While the guild consists of many minor groups, there are 6-7 major gangs active in the cities. Every large town usually has a safe house somewhere, though only a couple actually have guild headquarters (and major questlines). Headquarters are ruled by a Master Thief, who rarely shows his face, and his lieutenants who act as his hands and mouths.

RELATIONS
Both the public and the Imperial authorities ignore most of the guild's activities. Many believe that the guild is to be encouraged, as it keeps criminal activity within reasonable bounds. Guild thieves play an important role in Cyrodiilic mercantile and political culture: lawful citizens often rely on them in their legal and illegal dealings. The guild is particularly friendly with many Imperial magistrates, who have made special arrangements to remove or diminish bounties and jail sentences for members. The guild has neutral to slightly positive relations with most Imperial factions, excepting the Legion and the guards. They have bad relations with most “foreign” factions, like the Kali Mes, Renrijra Krin, etc.

QUESTS
Thieves Guild questlines focus on the following storylines:
  • The class conflict between working-class thieves and the elite upper ranks
  • Conflict between different regional gangs and their territories
  • Foreign threats to their monopoly
  • Charm- and persuasion-based theft
Quest progression is fairly straightforward, with different guildhalls across the land offering discrete questlines related to local issues. Travel between the guilds can be framed as a way to “avoid the heat”, staying ahead of local law enforcement by moving your area of operations elsewhere.

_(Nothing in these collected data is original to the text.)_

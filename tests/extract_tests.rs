/// Extraction integration tests — real-shaped run logs end to end.

use episode_diary::core::extract::extract_episodes;
use episode_diary::core::ingest::{parse_content, Journal};

const SAMPLE_RUN: &str = include_str!("fixtures/sample_run.json");
const SAMPLE_LINES: &str = include_str!("fixtures/sample_lines.jsonl");

#[test]
fn nested_run_document_yields_both_trials() {
    let value: serde_json::Value = serde_json::from_str(SAMPLE_RUN).unwrap();
    let episodes = extract_episodes(&value);
    assert_eq!(episodes.len(), 2, "episodes: {episodes:#?}");

    let first = &episodes[0];
    assert_eq!(first.id, "trial-1");
    assert_eq!(first.goal, "put a cool mug in cabinet");
    assert!(first.success);
    assert_eq!(first.steps.len(), 3);
    assert_eq!(first.steps[0].action, "go to fridge 1");
    assert_eq!(first.steps[0].observation, "You arrive at fridge 1.");

    let second = &episodes[1];
    assert_eq!(second.id, "trial-2");
    assert_eq!(second.goal, "examine the bowl with the desklamp");
    assert!(!second.success);
    assert_eq!(second.steps.len(), 1);
    assert_eq!(second.steps[0].action, "look");
}

#[test]
fn json_lines_file_skips_the_corrupted_line() {
    let episodes = parse_content(SAMPLE_LINES);
    assert_eq!(episodes.len(), 2, "episodes: {episodes:#?}");
    assert_eq!(episodes[0].id, "line-1");
    assert!(episodes[0].success);
    assert_eq!(episodes[1].id, "line-3");
    assert_eq!(episodes[1].goal, "find a vase");
    assert!(!episodes[1].success);
}

#[test]
fn journal_accumulates_both_fixtures() {
    let mut journal = Journal::new();
    assert_eq!(journal.add_content("sample_run.json", SAMPLE_RUN), 2);
    assert_eq!(journal.add_content("sample_lines.jsonl", SAMPLE_LINES), 2);
    assert_eq!(journal.len(), 4);
    assert_eq!(journal.files_processed(), 2);
}

#[test]
fn success_context_is_inherited_from_enclosing_objects() {
    let content = r#"{
        "success": true,
        "sessions": [
            { "goal": "outer flag applies", "log": [{ "act": "go to desk 1" }] },
            { "goal": "local flag wins", "success": false, "log": [{ "act": "go to desk 2" }] }
        ]
    }"#;
    let episodes = parse_content(content);
    assert_eq!(episodes.len(), 2);
    assert!(episodes[0].success);
    assert!(!episodes[1].success);
}

#[test]
fn accepted_episode_is_not_rescanned_for_nested_matches() {
    let content = r#"{
        "goal": "outer episode",
        "steps": [
            { "act": "go to desk 1", "meta": { "goal": "inner decoy", "steps": [{ "act": "x" }] } }
        ]
    }"#;
    let episodes = parse_content(content);
    assert_eq!(episodes.len(), 1, "episodes: {episodes:#?}");
    assert_eq!(episodes[0].goal, "outer episode");
}

#[test]
fn generated_ids_are_distinct_when_the_log_names_none() {
    let content = r#"[
        { "goal": "a", "steps": [{ "act": "go to desk 1" }] },
        { "goal": "b", "steps": [{ "act": "go to desk 2" }] }
    ]"#;
    let episodes = parse_content(content);
    assert_eq!(episodes.len(), 2);
    assert!(episodes[0].id.starts_with("Ep-"), "id: {}", episodes[0].id);
    assert_ne!(episodes[0].id, episodes[1].id);
}
/// Content ingestion — whole-document JSON first, JSON-Lines fallback.
///
/// Errors degrade instead of propagating: an unparseable line is
/// skipped, a file with no episodes is reported through the return
/// count and the log, and a file that cannot be read contributes
/// nothing but still counts as processed.

use serde_json::Value;
use std::path::Path;
use tracing::{debug, warn};

use crate::core::extract::extract_episodes;
use crate::schema::episode::Episode;

/// Parse one uploaded file's content and extract all episodes.
///
/// The content is tried as a single JSON document; if that parse
/// fails, each line is tried independently (blank lines dropped, one
/// trailing comma per line tolerated) and the results concatenated.
pub fn parse_content(content: &str) -> Vec<Episode> {
    match serde_json::from_str::<Value>(content) {
        Ok(value) => extract_episodes(&value),
        Err(_) => parse_lines(content),
    }
}

fn parse_lines(content: &str) -> Vec<Episode> {
    let mut episodes = Vec::new();
    for (index, line) in content.lines().enumerate() {
        let line = line.trim();
        if line.is_empty() {
            continue;
        }
        let line = line.strip_suffix(',').unwrap_or(line).trim();
        match serde_json::from_str::<Value>(line) {
            Ok(value) => episodes.extend(extract_episodes(&value)),
            Err(err) => debug!(line = index + 1, %err, "skipping unparseable log line"),
        }
    }
    episodes
}

/// The growing in-memory episode collection for one viewing session.
///
/// Episodes are only ever appended; the collection lives as long as
/// the session and is dropped wholesale.
#[derive(Debug, Clone, Default)]
pub struct Journal {
    episodes: Vec<Episode>,
    files_processed: usize,
}

impl Journal {
    pub fn new() -> Self {
        Self::default()
    }

    /// Parse `content` (attributed to `source` for logging) and append
    /// whatever episodes it yields. Returns how many were added; zero
    /// is reported, not an error.
    pub fn add_content(&mut self, source: &str, content: &str) -> usize {
        let found = parse_content(content);
        let count = found.len();
        if count == 0 {
            warn!(source, "no valid episodes found");
        }
        self.episodes.extend(found);
        self.files_processed += 1;
        count
    }

    /// Read and ingest one file. A read failure is logged, counts as a
    /// processed file, and contributes no episodes.
    pub fn add_file(&mut self, path: &Path) -> usize {
        match std::fs::read_to_string(path) {
            Ok(content) => self.add_content(&path.display().to_string(), &content),
            Err(err) => {
                warn!(path = %path.display(), %err, "failed to read log file");
                self.files_processed += 1;
                0
            }
        }
    }

    pub fn episodes(&self) -> &[Episode] {
        &self.episodes
    }

    pub fn len(&self) -> usize {
        self.episodes.len()
    }

    pub fn is_empty(&self) -> bool {
        self.episodes.is_empty()
    }

    pub fn files_processed(&self) -> usize {
        self.files_processed
    }
}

The Gray Fox is somewhat peripheral to the questlines: he rarely appears in public, apparently busy with his own schemes and heists. He will mainly serve as the questgiver for several exceptional challenges late in the game. Since the player does not become the leader of the guild, we have to offer them something else as an end-game reward: becoming the thief-king of the Imperial City. The leader of the guild there has been murdered, and in his absence the guild has fractured in a violet gang war. The player has to take over each guild in turn to pacify the city, becoming the undisputed ruler of the Imperial City's underground.

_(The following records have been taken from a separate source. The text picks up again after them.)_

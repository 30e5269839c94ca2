/// Episode extraction — a depth-first search over arbitrary JSON for
/// substructures that look like task episodes.
///
/// Producers disagree on field names, so every field is resolved
/// through a prioritized alias chain, tried in fixed order. An object
/// that yields an episode is a terminal node: its children are never
/// searched again, which keeps wrapper objects (a run summary holding
/// a `log` array) from being double-counted through their descendants.

use rand::Rng;
use serde_json::{Map, Value};

use crate::core::text::{remove_first_ci, split_once_any_ci};
use crate::schema::episode::{Episode, Step};

/// Step-array aliases, in precedence order. The first alias that is
/// present with a non-empty array wins.
const STEP_ARRAY_ALIASES: &[&str] = &["log", "steps", "history", "actions", "trajectory", "items"];

/// Fields whose presence marks an object as an episode even when no
/// step survives normalization.
const GOAL_MARKER_FIELDS: &[&str] = &["goal", "instruction", "task", "objective", "init_prompt"];

const ID_ALIASES: &[&str] = &["id", "episode_id", "name", "session_id"];
const GOAL_ALIASES: &[&str] = &["goal", "instruction", "task", "objective", "goal_str", "desc"];

/// Naive JSON values cannot cycle, but a hostile deserializer could
/// hand us something pathological; cap the walk regardless.
const MAX_DEPTH: usize = 128;

/// `status`/`success` context carried down from ancestor objects.
/// Local fields override inherited ones.
#[derive(Debug, Clone, Copy, Default)]
struct Inherited<'a> {
    status: Option<&'a Value>,
    success: Option<bool>,
}

/// Extract every episode found anywhere inside `value`, in
/// depth-first encounter order.
pub fn extract_episodes(value: &Value) -> Vec<Episode> {
    extract(value, Inherited::default(), 0)
}

fn extract<'a>(value: &'a Value, inherited: Inherited<'a>, depth: usize) -> Vec<Episode> {
    if depth > MAX_DEPTH {
        return Vec::new();
    }

    match value {
        Value::Object(map) => {
            let context = Inherited {
                status: map.get("status").filter(|v| truthy(v)).or(inherited.status),
                success: map.get("success").map(truthy).or(inherited.success),
            };

            if let Some(raw_steps) = find_step_array(map) {
                let steps: Vec<Step> = raw_steps.iter().filter_map(normalize_step).collect();
                let has_goal_marker = GOAL_MARKER_FIELDS.iter().any(|f| map.contains_key(*f));
                if !steps.is_empty() || has_goal_marker {
                    return vec![build_episode(map, steps, context)];
                }
            }

            map.values()
                .filter(|v| v.is_object() || v.is_array())
                .flat_map(|v| extract(v, context, depth + 1))
                .collect()
        }
        Value::Array(items) => items
            .iter()
            .flat_map(|v| extract(v, inherited, depth + 1))
            .collect(),
        _ => Vec::new(),
    }
}

fn find_step_array(map: &Map<String, Value>) -> Option<&Vec<Value>> {
    STEP_ARRAY_ALIASES
        .iter()
        .find_map(|alias| map.get(*alias).and_then(Value::as_array).filter(|a| !a.is_empty()))
}

/// Normalize one step-array element. Returns `None` for elements that
/// carry no usable action, observation, or thought.
fn normalize_step(raw: &Value) -> Option<Step> {
    let map = match raw {
        Value::Object(map) => map,
        Value::String(s) if !s.trim().is_empty() => {
            return Some(Step::from_action(s.clone()));
        }
        _ => return None,
    };

    let role = map.get("role").and_then(Value::as_str);

    let mut action = first_text(map, &["act", "action", "command", "step"])
        .or_else(|| role_gated_content(map, role, "agent"))
        .unwrap_or_default();
    let mut observation = first_text(map, &["obs", "observation", "reward", "result"])
        .or_else(|| role_gated_content(map, role, "user"))
        .unwrap_or_default();
    let mut thought = first_text(map, &["thought", "reasoning", "thinking", "value"])
        .unwrap_or_default();

    // Some producers jam the whole model turn into one output/content
    // blob tagged with THOUGHT:/ACTION: markers. Split it apart, and
    // clear the observation if it was that same blob.
    if let Some(raw_output) = combined_output(map) {
        if raw_output.contains("THOUGHT:") {
            let (head, tail) = split_once_any_ci(raw_output, &["action:"])
                .unwrap_or((raw_output, ""));
            let extracted_thought = remove_first_ci(head, "thought:").trim().to_string();
            if !extracted_thought.is_empty() {
                thought = extracted_thought;
            }
            let extracted_action = tail.trim();
            if !extracted_action.is_empty() {
                action = extracted_action.to_string();
            }
            if observation == raw_output {
                observation.clear();
            }
        }
    }

    let step = Step {
        action,
        observation,
        thought,
    };
    (!step.is_empty()).then_some(step)
}

fn role_gated_content(map: &Map<String, Value>, role: Option<&str>, wanted: &str) -> Option<String> {
    if role == Some(wanted) {
        map.get("content").and_then(text_of)
    } else {
        None
    }
}

fn combined_output(map: &Map<String, Value>) -> Option<&str> {
    map.get("output")
        .and_then(Value::as_str)
        .filter(|s| !s.is_empty())
        .or_else(|| {
            map.get("content")
                .and_then(Value::as_str)
                .filter(|s| !s.is_empty())
        })
        .or_else(|| {
            map.get("result")
                .and_then(|r| r.get("output"))
                .and_then(Value::as_str)
                .filter(|s| !s.is_empty())
        })
}

fn build_episode(map: &Map<String, Value>, steps: Vec<Step>, context: Inherited<'_>) -> Episode {
    let status_says_success = context.status.is_some_and(|v| {
        let text = match v {
            Value::String(s) => s.clone(),
            other => other.to_string(),
        };
        let status = text.trim().to_lowercase();
        status == "completed" || status == "success"
    });

    let success = status_says_success
        || context.success.unwrap_or(false)
        || map.get("is_success").and_then(Value::as_bool) == Some(true)
        || map
            .get("result")
            .is_some_and(|r| r.as_bool() == Some(true) || r.as_str() == Some("success"))
        || map.get("done").and_then(Value::as_bool) == Some(true)
        || map.get("reward").and_then(Value::as_f64).is_some_and(|r| r >= 1.0)
        || map
            .get("last_reward")
            .and_then(Value::as_f64)
            .is_some_and(|r| r >= 1.0);

    Episode {
        id: first_text(map, ID_ALIASES).unwrap_or_else(fresh_id),
        goal: first_text(map, GOAL_ALIASES).unwrap_or_default(),
        steps,
        success,
        init_prompt: map
            .get("init_prompt")
            .and_then(Value::as_str)
            .filter(|s| !s.is_empty())
            .map(str::to_string),
    }
}

/// First alias whose value carries usable text.
fn first_text(map: &Map<String, Value>, aliases: &[&str]) -> Option<String> {
    aliases.iter().find_map(|alias| map.get(*alias).and_then(text_of))
}

/// Coerce a scalar to display text. Empty strings, zero, `false`, and
/// structured values yield nothing, so alias chains skip past them.
fn text_of(value: &Value) -> Option<String> {
    match value {
        Value::String(s) if !s.is_empty() => Some(s.clone()),
        Value::Number(n) if n.as_f64() != Some(0.0) => Some(n.to_string()),
        Value::Bool(true) => Some("true".to_string()),
        _ => None,
    }
}

/// JavaScript-style truthiness, the contract the log producers were
/// written against.
fn truthy(value: &Value) -> bool {
    match value {
        Value::Null => false,
        Value::Bool(b) => *b,
        Value::Number(n) => n.as_f64().is_some_and(|f| f != 0.0),
        Value::String(s) => !s.is_empty(),
        Value::Array(_) | Value::Object(_) => true,
    }
}

fn fresh_id() -> String {
    const ALPHABET: &[u8] = b"abcdefghijklmnopqrstuvwxyz0123456789";
    let mut rng = rand::thread_rng();
    let token: String = (0..5)
        .map(|_| ALPHABET[rng.gen_range(0..ALPHABET.len())] as char)
        .collect();
    format!("Ep-{token}")
}
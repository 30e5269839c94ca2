//! Episode Diary — agent run logs rendered as readable narrative.
//!
//! Scans arbitrary JSON run logs for episode-shaped structures, maps the
//! household-task vocabulary through built-in English→Japanese lexicons,
//! and renders each episode as a stylized Japanese diary or a literal
//! English transcript.

pub mod core;
pub mod schema;
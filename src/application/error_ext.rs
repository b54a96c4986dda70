//! Error conversion helpers for common I/O operations
//!
//! Provides extension traits for cleaner error handling with path context.

use std::io;
use std::path::Path;

use crate::application::{ApplicationError, ApplicationResult};

/// Extension trait for converting `io::Result` to `ApplicationResult` with context.
pub trait IoResultExt<T> {
    /// Add path context to an I/O error.
    ///
    /// # Example
    /// ```ignore
    /// std::fs::read_to_string(&path)
    ///     .with_path_context("read attributes", &path)?;
    /// ```
    fn with_path_context(self, action: &str, path: &Path) -> ApplicationResult<T>;
}

impl<T> IoResultExt<T> for io::Result<T> {
    fn with_path_context(self, action: &str, path: &Path) -> ApplicationResult<T> {
        self.map_err(|e| ApplicationError::OperationFailed {
            context: format!("{}: {}", action, path.display()),
            source: Box::new(e),
        })
    }
}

The most immediate questline, in Anvil, has two storylines: the mysteries of the Abecette gambling palace, and the Kali Mes in Sutch. The guild is run by a figure known only as the Arenthian, a mysterious thief of Bosmer origin. He has made a secret alliance with Raco Derrissa, the owner of the Abecette gambling palace, allowing Thieves Guild members free reign over the common halls to fleece the patrons of the gambling house. In return, the guild offers special services for the exclusive inner halls of the Abecette. What exactly happens behind the gilded doors of the inner palace is a closely guarded secret, but rumors speak of illegal pit fighting, drugs, and high-stakes gambling that can result in death. The player must unravel the secrets of the Abecette, and figure out the secret that tie the leader of the guild to the Master of the Abecette.

The Kali Mes questline is less important, and will only come into play once we can send the player to Sutch.